>>>
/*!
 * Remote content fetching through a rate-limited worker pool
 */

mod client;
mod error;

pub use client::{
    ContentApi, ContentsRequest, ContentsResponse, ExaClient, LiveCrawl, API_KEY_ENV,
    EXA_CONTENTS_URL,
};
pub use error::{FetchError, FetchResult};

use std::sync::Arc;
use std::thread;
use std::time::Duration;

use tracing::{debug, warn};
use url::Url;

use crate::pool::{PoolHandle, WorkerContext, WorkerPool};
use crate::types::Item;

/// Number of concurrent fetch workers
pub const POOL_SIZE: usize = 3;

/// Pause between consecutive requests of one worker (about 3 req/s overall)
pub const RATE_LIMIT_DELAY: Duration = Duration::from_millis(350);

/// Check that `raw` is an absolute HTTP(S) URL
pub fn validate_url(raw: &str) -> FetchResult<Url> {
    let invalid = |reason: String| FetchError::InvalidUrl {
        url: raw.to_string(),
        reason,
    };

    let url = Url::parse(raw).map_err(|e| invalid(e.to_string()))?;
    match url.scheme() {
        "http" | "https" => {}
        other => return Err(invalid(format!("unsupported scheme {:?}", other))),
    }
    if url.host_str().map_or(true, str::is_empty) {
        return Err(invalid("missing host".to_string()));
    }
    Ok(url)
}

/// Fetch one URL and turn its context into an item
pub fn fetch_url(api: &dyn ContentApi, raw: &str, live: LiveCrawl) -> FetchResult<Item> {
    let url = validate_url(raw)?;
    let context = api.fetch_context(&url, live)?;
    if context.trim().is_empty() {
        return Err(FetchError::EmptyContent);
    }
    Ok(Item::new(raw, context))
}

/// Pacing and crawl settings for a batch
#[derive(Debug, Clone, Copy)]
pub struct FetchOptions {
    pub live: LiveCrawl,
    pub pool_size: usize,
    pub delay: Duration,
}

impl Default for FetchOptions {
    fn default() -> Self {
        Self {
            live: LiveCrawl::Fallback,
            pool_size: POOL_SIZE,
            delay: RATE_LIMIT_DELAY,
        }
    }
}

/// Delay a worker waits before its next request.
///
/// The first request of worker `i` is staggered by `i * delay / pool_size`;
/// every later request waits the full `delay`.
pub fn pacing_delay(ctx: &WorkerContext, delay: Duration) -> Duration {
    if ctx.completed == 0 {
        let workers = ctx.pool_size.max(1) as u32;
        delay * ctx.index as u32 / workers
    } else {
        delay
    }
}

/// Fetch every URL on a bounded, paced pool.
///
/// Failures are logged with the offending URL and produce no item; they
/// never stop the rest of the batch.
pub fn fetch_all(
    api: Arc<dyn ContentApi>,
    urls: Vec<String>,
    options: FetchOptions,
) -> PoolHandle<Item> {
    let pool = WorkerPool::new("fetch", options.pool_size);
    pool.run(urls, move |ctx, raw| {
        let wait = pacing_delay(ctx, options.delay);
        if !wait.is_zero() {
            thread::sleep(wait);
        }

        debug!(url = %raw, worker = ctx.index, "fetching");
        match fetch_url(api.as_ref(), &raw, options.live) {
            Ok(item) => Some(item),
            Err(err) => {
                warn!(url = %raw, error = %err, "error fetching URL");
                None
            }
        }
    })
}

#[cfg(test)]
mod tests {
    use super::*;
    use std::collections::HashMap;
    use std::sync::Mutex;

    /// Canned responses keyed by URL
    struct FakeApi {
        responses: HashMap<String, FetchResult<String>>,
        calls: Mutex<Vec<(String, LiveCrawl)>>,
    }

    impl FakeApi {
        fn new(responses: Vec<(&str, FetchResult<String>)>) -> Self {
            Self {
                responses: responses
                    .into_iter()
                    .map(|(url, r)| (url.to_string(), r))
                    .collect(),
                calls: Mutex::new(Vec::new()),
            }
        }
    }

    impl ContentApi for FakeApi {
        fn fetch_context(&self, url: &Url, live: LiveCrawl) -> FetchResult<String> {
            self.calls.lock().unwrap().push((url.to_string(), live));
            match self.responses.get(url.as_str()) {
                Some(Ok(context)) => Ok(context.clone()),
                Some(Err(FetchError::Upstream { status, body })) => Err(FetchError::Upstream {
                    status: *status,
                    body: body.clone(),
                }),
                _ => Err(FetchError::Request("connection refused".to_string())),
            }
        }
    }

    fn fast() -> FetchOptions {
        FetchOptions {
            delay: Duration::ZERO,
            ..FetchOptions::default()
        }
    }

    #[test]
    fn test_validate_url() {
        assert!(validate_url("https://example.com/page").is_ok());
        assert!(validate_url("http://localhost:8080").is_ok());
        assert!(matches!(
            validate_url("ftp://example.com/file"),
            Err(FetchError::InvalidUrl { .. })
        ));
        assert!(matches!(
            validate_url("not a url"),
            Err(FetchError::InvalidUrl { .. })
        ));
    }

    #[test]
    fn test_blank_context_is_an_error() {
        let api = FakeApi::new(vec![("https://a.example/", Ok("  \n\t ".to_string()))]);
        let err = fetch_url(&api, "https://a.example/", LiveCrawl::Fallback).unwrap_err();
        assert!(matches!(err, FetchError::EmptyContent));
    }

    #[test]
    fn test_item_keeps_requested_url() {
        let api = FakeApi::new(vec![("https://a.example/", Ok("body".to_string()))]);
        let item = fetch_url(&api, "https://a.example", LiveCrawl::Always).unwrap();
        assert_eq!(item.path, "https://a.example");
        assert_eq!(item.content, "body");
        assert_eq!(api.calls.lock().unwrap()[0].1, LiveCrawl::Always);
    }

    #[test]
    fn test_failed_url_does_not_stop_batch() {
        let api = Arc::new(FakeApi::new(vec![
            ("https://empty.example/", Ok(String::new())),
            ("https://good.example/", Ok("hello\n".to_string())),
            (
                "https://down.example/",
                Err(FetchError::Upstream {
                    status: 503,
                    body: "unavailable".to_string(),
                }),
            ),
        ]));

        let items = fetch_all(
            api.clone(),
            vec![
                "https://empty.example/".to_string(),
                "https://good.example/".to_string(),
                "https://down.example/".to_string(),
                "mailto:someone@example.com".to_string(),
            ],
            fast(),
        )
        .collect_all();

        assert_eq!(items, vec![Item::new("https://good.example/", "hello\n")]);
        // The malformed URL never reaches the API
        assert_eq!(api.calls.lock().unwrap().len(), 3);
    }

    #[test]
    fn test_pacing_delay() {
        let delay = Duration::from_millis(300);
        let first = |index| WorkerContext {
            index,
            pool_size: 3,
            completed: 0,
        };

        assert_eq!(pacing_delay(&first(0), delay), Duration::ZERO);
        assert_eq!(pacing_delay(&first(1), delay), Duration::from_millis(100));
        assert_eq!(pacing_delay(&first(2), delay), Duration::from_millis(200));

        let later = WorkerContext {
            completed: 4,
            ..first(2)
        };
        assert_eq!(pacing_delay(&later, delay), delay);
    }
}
<<<
>>>
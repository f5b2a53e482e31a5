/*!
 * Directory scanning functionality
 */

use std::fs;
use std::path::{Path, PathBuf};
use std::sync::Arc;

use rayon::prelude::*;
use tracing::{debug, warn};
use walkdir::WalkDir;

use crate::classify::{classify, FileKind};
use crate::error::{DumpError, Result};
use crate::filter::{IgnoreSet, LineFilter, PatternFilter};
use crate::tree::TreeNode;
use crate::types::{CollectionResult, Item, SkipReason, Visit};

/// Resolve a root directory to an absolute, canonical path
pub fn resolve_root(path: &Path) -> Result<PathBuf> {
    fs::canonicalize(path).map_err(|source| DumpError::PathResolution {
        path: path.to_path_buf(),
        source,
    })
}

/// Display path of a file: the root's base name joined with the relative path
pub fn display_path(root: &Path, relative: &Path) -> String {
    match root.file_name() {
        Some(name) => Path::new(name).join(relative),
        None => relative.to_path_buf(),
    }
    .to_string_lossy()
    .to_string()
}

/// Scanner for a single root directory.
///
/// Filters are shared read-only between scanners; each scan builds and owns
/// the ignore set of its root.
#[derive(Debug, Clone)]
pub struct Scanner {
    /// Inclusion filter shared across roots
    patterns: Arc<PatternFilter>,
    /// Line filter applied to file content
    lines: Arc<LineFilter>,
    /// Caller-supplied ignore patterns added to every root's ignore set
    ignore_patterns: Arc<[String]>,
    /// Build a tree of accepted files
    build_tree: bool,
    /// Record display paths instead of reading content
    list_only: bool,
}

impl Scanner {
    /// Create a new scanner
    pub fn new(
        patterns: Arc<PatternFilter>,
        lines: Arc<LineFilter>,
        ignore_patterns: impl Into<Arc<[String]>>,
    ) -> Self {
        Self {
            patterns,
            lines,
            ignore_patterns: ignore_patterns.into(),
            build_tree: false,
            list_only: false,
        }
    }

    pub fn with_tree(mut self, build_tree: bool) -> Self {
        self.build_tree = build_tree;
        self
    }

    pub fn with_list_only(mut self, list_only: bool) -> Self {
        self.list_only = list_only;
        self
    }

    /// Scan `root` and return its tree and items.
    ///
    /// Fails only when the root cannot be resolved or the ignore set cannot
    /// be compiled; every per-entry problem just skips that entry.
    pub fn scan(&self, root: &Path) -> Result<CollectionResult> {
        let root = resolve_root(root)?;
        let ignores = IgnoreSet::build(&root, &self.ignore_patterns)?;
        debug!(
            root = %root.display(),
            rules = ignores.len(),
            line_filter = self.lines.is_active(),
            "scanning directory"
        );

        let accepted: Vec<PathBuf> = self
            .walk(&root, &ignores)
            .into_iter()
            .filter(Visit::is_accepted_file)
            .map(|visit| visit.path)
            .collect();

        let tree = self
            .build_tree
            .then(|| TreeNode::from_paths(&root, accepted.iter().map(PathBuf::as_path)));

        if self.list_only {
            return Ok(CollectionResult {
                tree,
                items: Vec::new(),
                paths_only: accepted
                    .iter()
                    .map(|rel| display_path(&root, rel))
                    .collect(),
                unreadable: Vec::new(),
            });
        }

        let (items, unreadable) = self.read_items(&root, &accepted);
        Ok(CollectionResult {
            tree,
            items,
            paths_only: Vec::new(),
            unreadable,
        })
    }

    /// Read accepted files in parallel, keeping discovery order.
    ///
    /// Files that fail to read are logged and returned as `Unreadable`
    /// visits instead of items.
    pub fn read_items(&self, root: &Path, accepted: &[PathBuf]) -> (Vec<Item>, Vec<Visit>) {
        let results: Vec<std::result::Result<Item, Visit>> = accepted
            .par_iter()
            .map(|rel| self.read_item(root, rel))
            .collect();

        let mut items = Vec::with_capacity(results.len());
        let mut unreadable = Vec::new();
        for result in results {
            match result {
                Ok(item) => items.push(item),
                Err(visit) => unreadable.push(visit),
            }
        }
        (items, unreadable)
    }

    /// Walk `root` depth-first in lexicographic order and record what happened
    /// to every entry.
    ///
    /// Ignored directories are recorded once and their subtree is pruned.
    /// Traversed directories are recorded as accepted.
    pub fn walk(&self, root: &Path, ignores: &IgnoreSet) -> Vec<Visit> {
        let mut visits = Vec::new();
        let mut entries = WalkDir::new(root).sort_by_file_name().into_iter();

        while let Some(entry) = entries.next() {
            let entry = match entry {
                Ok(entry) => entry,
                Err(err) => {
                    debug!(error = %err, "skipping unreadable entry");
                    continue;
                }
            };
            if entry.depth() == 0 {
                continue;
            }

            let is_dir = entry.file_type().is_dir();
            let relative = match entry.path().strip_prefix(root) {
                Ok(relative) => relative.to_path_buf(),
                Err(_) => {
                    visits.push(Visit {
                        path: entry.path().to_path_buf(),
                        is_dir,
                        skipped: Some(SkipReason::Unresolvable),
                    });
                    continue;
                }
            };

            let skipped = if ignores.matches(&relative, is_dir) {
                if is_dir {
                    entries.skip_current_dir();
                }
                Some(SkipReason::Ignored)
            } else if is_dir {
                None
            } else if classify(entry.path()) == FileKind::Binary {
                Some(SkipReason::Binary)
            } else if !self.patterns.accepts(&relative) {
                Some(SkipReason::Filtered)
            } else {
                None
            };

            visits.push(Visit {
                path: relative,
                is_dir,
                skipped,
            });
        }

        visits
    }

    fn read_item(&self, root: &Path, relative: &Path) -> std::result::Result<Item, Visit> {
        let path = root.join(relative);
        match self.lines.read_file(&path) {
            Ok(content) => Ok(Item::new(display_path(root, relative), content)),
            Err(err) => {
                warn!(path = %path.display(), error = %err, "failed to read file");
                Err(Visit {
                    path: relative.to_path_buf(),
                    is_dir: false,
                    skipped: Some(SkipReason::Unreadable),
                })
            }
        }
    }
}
<<<
>>>
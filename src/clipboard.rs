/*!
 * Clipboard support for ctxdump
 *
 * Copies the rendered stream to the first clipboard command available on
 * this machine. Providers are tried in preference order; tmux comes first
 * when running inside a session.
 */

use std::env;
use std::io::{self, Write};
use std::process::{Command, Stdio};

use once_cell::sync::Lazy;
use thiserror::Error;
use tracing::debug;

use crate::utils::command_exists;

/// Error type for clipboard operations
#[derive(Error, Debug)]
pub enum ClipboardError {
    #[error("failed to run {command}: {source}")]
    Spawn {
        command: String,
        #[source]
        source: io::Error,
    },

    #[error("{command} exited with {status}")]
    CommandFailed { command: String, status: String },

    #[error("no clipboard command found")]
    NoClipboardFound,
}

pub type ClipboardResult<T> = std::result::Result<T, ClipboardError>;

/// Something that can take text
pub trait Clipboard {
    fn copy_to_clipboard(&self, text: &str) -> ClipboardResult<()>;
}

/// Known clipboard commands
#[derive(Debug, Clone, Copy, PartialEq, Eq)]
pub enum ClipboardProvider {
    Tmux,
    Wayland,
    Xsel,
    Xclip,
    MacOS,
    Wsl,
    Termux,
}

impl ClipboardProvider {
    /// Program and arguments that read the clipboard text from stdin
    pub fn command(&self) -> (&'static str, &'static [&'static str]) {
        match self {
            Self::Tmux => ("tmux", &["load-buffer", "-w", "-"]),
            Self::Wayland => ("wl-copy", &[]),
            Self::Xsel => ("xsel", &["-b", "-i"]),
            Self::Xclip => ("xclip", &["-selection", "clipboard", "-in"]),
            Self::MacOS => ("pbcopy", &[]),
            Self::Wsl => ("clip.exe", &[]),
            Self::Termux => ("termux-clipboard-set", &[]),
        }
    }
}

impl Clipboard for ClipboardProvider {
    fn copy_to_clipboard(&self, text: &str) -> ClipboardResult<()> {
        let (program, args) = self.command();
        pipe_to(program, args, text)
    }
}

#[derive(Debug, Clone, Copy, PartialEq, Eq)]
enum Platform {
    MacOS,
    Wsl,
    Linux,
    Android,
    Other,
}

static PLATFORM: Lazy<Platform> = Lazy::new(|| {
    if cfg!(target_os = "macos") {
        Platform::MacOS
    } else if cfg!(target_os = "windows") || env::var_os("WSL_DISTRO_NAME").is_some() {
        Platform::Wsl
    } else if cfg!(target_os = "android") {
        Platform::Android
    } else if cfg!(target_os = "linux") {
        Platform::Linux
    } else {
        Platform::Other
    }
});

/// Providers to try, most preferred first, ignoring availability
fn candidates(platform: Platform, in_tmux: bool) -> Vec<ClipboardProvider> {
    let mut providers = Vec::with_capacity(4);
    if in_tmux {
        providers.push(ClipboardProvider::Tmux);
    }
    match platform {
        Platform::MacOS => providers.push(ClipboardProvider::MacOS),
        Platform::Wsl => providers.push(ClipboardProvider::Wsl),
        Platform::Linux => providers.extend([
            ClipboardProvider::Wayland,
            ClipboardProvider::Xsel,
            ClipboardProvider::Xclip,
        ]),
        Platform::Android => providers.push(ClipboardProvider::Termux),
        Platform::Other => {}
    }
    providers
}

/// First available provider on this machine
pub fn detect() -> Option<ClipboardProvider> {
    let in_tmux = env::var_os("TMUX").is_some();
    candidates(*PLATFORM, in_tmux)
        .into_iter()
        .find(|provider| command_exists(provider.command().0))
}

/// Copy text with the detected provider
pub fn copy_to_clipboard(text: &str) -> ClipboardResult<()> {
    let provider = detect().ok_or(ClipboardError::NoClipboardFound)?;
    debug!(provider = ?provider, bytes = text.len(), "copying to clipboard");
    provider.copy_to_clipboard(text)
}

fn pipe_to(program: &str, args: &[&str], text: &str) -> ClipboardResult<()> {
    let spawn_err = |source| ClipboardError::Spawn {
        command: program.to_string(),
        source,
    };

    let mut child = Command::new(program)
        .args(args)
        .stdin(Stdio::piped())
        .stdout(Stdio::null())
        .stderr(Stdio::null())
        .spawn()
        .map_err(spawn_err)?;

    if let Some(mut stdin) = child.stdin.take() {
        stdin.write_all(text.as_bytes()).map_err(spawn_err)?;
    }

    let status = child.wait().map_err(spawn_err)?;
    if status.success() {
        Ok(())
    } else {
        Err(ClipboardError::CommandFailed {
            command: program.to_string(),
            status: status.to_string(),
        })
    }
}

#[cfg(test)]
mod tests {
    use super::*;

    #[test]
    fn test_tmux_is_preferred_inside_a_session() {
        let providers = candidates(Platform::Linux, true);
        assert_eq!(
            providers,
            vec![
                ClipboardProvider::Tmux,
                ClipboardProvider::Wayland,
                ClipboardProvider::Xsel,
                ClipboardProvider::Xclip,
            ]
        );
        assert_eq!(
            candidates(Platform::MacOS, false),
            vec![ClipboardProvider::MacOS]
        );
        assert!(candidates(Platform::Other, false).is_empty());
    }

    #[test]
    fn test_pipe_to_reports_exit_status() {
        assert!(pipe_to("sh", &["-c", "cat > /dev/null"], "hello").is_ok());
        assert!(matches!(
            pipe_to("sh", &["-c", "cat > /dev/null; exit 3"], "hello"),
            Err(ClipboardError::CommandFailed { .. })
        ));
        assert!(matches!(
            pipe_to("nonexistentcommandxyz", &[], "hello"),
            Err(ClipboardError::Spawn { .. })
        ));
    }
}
<<<
If a line in the data above includes the string "every", copy it.

• **WRITTEN ANSWER**
/// every later request waits the full `delay`.
/// Fetch every URL on a bounded, paced pool.
    /// Caller-supplied ignore patterns added to every root's ignore set
    /// be compiled; every per-entry problem just skips that entry.
    /// to every entry.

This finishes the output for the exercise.